What this task involves ▸ For the entries below, how many lines contain the word "current"? Reply with the number and nothing else.

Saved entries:
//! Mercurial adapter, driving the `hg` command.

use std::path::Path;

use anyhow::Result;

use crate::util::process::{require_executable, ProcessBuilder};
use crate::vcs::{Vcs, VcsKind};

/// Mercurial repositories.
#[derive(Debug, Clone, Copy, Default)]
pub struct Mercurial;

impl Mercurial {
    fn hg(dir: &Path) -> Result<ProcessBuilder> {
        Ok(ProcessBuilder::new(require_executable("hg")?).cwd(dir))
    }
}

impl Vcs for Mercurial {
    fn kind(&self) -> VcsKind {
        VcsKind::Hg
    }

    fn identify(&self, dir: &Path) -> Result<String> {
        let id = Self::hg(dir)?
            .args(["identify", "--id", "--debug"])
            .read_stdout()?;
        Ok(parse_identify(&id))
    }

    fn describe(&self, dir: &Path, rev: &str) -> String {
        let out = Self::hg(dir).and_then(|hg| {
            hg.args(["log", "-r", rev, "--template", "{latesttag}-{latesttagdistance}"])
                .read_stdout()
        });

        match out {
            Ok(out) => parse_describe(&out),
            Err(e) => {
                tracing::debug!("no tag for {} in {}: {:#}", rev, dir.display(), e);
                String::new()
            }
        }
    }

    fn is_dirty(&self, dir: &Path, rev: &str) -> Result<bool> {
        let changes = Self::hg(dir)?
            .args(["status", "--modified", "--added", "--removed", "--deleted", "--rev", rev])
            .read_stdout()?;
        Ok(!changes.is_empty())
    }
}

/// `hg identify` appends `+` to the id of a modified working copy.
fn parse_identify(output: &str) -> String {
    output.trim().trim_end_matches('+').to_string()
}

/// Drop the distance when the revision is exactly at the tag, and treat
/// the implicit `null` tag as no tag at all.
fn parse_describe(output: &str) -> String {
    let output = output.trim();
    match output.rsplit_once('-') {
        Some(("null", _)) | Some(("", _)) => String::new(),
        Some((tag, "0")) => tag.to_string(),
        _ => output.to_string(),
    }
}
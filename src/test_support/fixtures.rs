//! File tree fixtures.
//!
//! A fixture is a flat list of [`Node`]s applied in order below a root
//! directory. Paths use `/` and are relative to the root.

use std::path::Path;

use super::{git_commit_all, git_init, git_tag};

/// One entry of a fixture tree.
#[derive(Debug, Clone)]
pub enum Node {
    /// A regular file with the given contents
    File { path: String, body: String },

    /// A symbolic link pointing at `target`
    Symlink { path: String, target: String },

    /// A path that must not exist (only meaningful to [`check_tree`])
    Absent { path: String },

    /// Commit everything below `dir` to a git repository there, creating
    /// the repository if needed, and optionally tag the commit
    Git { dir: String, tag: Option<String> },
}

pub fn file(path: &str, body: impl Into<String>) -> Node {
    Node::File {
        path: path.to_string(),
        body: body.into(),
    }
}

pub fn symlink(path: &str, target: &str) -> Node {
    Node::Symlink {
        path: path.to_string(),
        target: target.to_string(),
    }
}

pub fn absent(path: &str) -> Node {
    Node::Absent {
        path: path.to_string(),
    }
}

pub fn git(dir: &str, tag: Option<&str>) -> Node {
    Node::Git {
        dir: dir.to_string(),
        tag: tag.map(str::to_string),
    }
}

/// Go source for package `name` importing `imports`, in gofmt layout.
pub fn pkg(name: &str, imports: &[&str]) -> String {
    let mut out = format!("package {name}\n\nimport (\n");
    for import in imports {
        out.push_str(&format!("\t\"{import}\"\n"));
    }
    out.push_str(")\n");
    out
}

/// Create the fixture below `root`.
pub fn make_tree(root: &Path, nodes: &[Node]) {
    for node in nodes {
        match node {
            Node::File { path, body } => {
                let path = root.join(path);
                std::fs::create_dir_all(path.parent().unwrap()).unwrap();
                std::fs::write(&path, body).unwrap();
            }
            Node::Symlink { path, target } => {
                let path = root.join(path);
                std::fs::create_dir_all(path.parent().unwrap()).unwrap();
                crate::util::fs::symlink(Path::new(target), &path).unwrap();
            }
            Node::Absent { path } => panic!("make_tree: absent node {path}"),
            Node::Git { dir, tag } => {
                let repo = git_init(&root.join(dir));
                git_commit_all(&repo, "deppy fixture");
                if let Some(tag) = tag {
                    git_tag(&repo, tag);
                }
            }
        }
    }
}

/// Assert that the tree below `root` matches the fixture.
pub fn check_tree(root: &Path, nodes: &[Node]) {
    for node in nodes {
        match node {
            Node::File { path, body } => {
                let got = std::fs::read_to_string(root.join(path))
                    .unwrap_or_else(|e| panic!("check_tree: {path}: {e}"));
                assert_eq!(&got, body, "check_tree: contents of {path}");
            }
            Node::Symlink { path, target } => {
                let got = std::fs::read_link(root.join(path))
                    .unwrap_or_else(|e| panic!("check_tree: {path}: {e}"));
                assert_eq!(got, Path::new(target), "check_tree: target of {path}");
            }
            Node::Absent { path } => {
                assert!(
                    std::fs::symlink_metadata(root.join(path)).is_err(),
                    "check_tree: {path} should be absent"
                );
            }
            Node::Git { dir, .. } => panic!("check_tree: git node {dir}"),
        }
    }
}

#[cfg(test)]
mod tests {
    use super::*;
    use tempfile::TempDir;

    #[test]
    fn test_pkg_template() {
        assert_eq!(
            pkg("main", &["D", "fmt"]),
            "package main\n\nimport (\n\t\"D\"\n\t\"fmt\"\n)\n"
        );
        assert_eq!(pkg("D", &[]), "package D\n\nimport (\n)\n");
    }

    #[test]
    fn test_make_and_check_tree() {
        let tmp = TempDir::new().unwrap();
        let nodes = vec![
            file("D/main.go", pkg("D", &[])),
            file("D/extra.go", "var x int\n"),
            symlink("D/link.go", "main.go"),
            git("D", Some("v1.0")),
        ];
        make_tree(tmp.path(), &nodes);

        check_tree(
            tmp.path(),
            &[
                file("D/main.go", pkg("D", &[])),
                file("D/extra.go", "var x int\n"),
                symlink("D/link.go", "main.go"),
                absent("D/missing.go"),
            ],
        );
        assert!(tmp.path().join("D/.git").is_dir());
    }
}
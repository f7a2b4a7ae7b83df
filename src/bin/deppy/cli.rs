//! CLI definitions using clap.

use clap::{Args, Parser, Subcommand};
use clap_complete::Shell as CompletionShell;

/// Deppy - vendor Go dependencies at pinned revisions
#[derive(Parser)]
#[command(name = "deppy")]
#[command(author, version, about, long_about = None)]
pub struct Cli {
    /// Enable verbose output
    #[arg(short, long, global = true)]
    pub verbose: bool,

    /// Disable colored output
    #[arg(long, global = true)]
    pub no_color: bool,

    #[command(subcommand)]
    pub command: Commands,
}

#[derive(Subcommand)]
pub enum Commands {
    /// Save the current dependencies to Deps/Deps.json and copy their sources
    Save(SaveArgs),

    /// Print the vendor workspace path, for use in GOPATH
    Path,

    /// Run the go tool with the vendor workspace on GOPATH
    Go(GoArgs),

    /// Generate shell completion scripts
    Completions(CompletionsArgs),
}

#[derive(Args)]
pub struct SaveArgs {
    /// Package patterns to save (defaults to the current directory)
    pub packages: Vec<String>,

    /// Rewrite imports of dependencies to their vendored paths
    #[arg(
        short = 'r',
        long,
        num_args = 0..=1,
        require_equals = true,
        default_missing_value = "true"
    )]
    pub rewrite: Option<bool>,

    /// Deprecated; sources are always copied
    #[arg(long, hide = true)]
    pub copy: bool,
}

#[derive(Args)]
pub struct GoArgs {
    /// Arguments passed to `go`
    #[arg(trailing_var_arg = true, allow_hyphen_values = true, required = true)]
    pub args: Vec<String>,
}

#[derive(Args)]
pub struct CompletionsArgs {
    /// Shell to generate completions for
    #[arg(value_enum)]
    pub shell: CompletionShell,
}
--
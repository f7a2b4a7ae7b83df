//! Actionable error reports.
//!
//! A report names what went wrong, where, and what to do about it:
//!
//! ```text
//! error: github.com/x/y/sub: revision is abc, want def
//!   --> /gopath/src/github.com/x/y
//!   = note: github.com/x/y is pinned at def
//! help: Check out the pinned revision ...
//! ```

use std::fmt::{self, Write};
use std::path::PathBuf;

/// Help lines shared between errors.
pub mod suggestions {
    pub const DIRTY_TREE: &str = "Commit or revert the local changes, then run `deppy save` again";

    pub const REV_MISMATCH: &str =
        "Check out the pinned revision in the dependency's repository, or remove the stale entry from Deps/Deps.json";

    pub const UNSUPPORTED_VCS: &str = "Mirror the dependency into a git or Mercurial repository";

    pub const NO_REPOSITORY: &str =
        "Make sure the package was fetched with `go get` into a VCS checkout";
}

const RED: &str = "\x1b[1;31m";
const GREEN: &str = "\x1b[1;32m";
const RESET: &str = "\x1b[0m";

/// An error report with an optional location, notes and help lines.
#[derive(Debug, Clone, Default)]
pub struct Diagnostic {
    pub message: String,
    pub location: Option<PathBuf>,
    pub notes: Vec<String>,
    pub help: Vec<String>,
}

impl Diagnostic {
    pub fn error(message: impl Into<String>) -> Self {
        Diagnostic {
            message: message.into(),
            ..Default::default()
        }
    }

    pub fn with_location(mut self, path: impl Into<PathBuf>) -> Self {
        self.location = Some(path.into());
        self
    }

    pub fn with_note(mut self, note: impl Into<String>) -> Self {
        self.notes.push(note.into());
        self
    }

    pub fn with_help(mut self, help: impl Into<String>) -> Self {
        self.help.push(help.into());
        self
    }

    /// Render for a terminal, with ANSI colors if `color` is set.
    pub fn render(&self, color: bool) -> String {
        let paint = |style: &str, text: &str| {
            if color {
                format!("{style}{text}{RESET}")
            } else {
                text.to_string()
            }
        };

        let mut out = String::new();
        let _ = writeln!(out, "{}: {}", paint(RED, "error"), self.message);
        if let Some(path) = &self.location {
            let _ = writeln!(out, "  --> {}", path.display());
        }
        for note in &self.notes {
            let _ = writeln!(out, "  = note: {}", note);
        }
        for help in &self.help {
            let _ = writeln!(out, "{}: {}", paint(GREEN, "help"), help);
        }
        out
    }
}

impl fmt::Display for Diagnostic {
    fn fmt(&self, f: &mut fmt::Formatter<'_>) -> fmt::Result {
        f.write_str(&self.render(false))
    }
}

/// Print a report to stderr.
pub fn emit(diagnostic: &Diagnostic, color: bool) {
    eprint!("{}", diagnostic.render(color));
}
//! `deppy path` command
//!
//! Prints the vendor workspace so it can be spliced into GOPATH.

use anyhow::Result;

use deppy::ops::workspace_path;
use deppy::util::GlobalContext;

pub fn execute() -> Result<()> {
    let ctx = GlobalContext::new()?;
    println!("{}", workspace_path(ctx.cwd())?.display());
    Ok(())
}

Expected answer ▸ 2